Empirical economic pundits agree that industrialisation and technological change are the two major hallmarks of economic prosperity among developed nations, world over. The ability of these two instruments of growth to spur increased profits for the entrepreneurs, improve wages for the labourers and mobilize higher taxes for the government explains why rich countries are rich and poor countries are poor. This economic thinking overturns the argument that countries need raw materials or produce to succeed. There are many poor countries with abundance of raw materials like gold, tea. coffee or even copper.
That manufacturing and technological advancement are king should inform the development of policies for the next regime. This realization spread through Europe that the real gold mines of the world were not the physical gold mines but the manufacturing industry. For example, Italy is a country in which there is no important gold or silver mine, and so is France; yet both countries are rich in money and treasure thanks to industry. In the next five years, Kenya must industrialize heavily in order to be at par with its economic Vision of 2030.

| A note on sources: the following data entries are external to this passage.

// ── 2. Tile Library ─────────────────────────────────────────────────────

fn validate_tiles(verbose: bool) -> Vec<TestResult> {
    println!("--- Tile Library ---");
    let mut results = Vec::new();

    let library = match TileLibrary::from_json_str(TILES_JSON) {
        Ok(l) => l,
        Err(e) => {
            results.push(TestResult {
                name: "tiles_parse".into(),
                passed: false,
                detail: format!("{}", e),
            });
            return results;
        }
    };

    results.push(TestResult {
        name: "tiles_match_standard_kit".into(),
        passed: library == TileLibrary::standard(),
        detail: format!("{} patterns loaded", library.patterns.len()),
    });

    let mut ids = HashSet::new();
    let dupes: Vec<_> = library
        .patterns
        .iter()
        .filter(|p| !ids.insert(p.id()))
        .map(|p| p.id())
        .collect();
    results.push(TestResult {
        name: "tiles_unique_ids".into(),
        passed: dupes.is_empty() && !ids.contains(library.fallback_tile.as_str()),
        detail: if dupes.is_empty() {
            "pattern ids unique, fallback distinct".into()
        } else {
            format!("duplicate ids: {}", dupes.join(", "))
        },
    });

    let bad = TileLibrary::from_json_str(
        r#"{"fallback_tile": "x", "patterns": [{"id": "p", "window_width": "One",
            "window_height": "One", "requirements": [[[1, 0], "Hull"]]}]}"#,
    );
    results.push(TestResult {
        name: "tiles_reject_offset_outside_window".into(),
        passed: bad.is_err(),
        detail: "offset (1,0) in a 1x1 window is refused".into(),
    });

    if verbose {
        for p in &library.patterns {
            println!(
                "    {:20} {} requirements{}",
                p.id(),
                p.requirements().len(),
                if p.mirrorable() { ", mirrorable" } else { "" }
            );
        }
    }

    results
}

// ── 3. Assembly ─────────────────────────────────────────────────────────

fn validate_assembly(verbose: bool) -> Vec<TestResult> {
    println!("--- Assembly ---");
    let mut results = Vec::new();
    let solver = StripSolver::new(Duration::ZERO);
    let library = TileLibrary::standard();
    let never = || false;

    let mut solved = 0;
    let mut findings = Vec::new();
    let mut door_mismatch = Vec::new();
    let mut hull_gaps = Vec::new();
    let mut unreachable = Vec::new();
    let mut nondeterministic = Vec::new();
    let mut assembly_errors = Vec::new();

    for i in 0..20u64 {
        let params = GenerationParameters {
            seed: i * 100,
            width: 8 + (i % 5) as u32,
            height: 6 + (i % 3) as u32,
            ..Default::default()
        };
        let Some(layout) = solver.solve(&params, &never) else {
            continue;
        };
        solved += 1;

        findings.extend(
            validate_layout(&layout)
                .into_iter()
                .filter(|f| f.severity == Severity::Error)
                .map(|f| format!("seed {} [{}] {}", layout.seed, f.category, f.message)),
        );

        let mut plan = match assemble(&layout, &library) {
            Ok(p) => p,
            Err(e) => {
                assembly_errors.push(format!("seed {}: {}", layout.seed, e));
                continue;
            }
        };

        let edges = layout.adjacency_edges().len();
        if plan.door_spec_count() != 2 * edges {
            door_mismatch.push(layout.seed);
        }

        let hull = layout
            .squares
            .iter()
            .filter(|s| s.kind == SquareKind::Hull)
            .count();
        if plan.boundary_matches.len() != hull {
            hull_gaps.push(layout.seed);
        }

        if let Ok(again) = assemble(&layout, &library) {
            if again.doors_by_room != plan.doors_by_room
                || again.boundary_matches != plan.boundary_matches
            {
                nondeterministic.push(layout.seed);
            }
        }

        open_all_doors(&mut plan);
        let reached = plan
            .connected_rooms(plan.start_room)
            .is_ok_and(|r| plan.start_room == plan.finish_room || r.contains(&plan.finish_room));
        if !reached {
            unreachable.push(layout.seed);
        }

        if verbose {
            let max_area = (layout.width as u64 - 2) * (layout.height as u64 - 2);
            let metrics = LevelMetrics::measure(&layout, max_area);
            println!(
                "    seed {:5}: {}",
                layout.seed,
                serde_json::to_string(&metrics).unwrap_or_default()
            );
        }
    }

    results.push(TestResult {
        name: "assembly_layouts_solved".into(),
        passed: solved == 20,
        detail: format!("{}/20 parameter sets solved", solved),
    });
    results.push(TestResult {
        name: "assembly_no_validation_errors".into(),
        passed: findings.is_empty(),
        detail: if findings.is_empty() {
            "no error findings".into()
        } else {
            findings.join("; ")
        },
    });
    results.push(TestResult {
        name: "assembly_succeeds".into(),
        passed: assembly_errors.is_empty(),
        detail: if assembly_errors.is_empty() {
            "every layout assembled".into()
        } else {
            assembly_errors.join("; ")
        },
    });
    results.push(TestResult {
        name: "assembly_two_specs_per_door".into(),
        passed: door_mismatch.is_empty(),
        detail: format!("mismatched seeds: {:?}", door_mismatch),
    });
    results.push(TestResult {
        name: "assembly_every_hull_cell_tiled".into(),
        passed: hull_gaps.is_empty(),
        detail: format!("seeds with untiled hull: {:?}", hull_gaps),
    });
    results.push(TestResult {
        name: "assembly_deterministic".into(),
        passed: nondeterministic.is_empty(),
        detail: format!("seeds differing on rerun: {:?}", nondeterministic),
    });
    results.push(TestResult {
        name: "assembly_finish_reachable".into(),
        passed: unreachable.is_empty(),
        detail: format!("seeds with unreachable finish: {:?}", unreachable),
    });

    results
}

// ── 4. Scheduler ────────────────────────────────────────────────────────

fn validate_scheduler(verbose: bool) -> Vec<TestResult> {
    println!("--- Scheduler ---");
    let mut results = Vec::new();

    let config = SchedulerConfig {
        queue_depth: 3,
        cooldown_ms: 10,
        initial_seed: 500,
        ..Default::default()
    };
    let stride = config.progression.seed_stride;
    let solver = Arc::new(StripSolver::new(Duration::from_millis(1)));
    let mut scheduler = GenerationScheduler::new(config, solver);
    scheduler.start();

    let filled = wait_until(Duration::from_secs(5), || scheduler.queued() == 3);
    results.push(TestResult {
        name: "scheduler_fills_queue".into(),
        passed: filled,
        detail: format!("{}/{} queued", scheduler.queued(), scheduler.queue_depth()),
    });

    // Give the worker a few cooldowns to overshoot if it were going to.
    std::thread::sleep(Duration::from_millis(50));
    results.push(TestResult {
        name: "scheduler_respects_depth".into(),
        passed: scheduler.queued() <= scheduler.queue_depth(),
        detail: format!("{} queued after idling", scheduler.queued()),
    });

    let seeds: Vec<u64> = std::iter::from_fn(|| scheduler.try_dequeue())
        .map(|l| l.seed)
        .collect();
    let expected: Vec<u64> = (0..seeds.len() as u64).map(|i| 500 + i * stride).collect();
    results.push(TestResult {
        name: "scheduler_seed_order".into(),
        passed: !seeds.is_empty() && seeds == expected,
        detail: format!("seeds {:?}", seeds),
    });

    scheduler.cancel();
    let queued_at_cancel = scheduler.queued();
    std::thread::sleep(Duration::from_millis(50));
    results.push(TestResult {
        name: "scheduler_cancel_stops_enqueueing".into(),
        passed: scheduler.queued() == queued_at_cancel
            && scheduler.state() == SchedulerState::Cancelled,
        detail: format!("{} queued before, {} after", queued_at_cancel, scheduler.queued()),
    });

    scheduler.reset_after_cancel();
    let idle = scheduler.state() == SchedulerState::Idle;
    scheduler.start();
    let resumed = wait_until(Duration::from_secs(5), || scheduler.queued() >= 1);
    let next_seed = scheduler.try_dequeue().map(|l| l.seed);
    results.push(TestResult {
        name: "scheduler_resumes_after_reset".into(),
        passed: idle && resumed && next_seed.is_some_and(|s| s > *seeds.last().unwrap_or(&0)),
        detail: format!("first seed after restart: {:?}", next_seed),
    });

    if verbose {
        println!("  {:?}", scheduler.stats());
    }

    results
}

The fundamental idea here is that a finished product might cost from ten to a hundred times the price of the raw material needed for the product. This idea would recur for centuries in European literature on economic policy. Between raw materials and the finished product lies a multiplier; an industrial process demanding and creating knowledge, mechanization, technology, division of labour, increasing returns and - above all - employment for the masses of underemployed and unemployed that always characterizes poor countries. In between also lies various business opportunities for those in entrepreneurship and huge taxes for government to further promote industry and technological development.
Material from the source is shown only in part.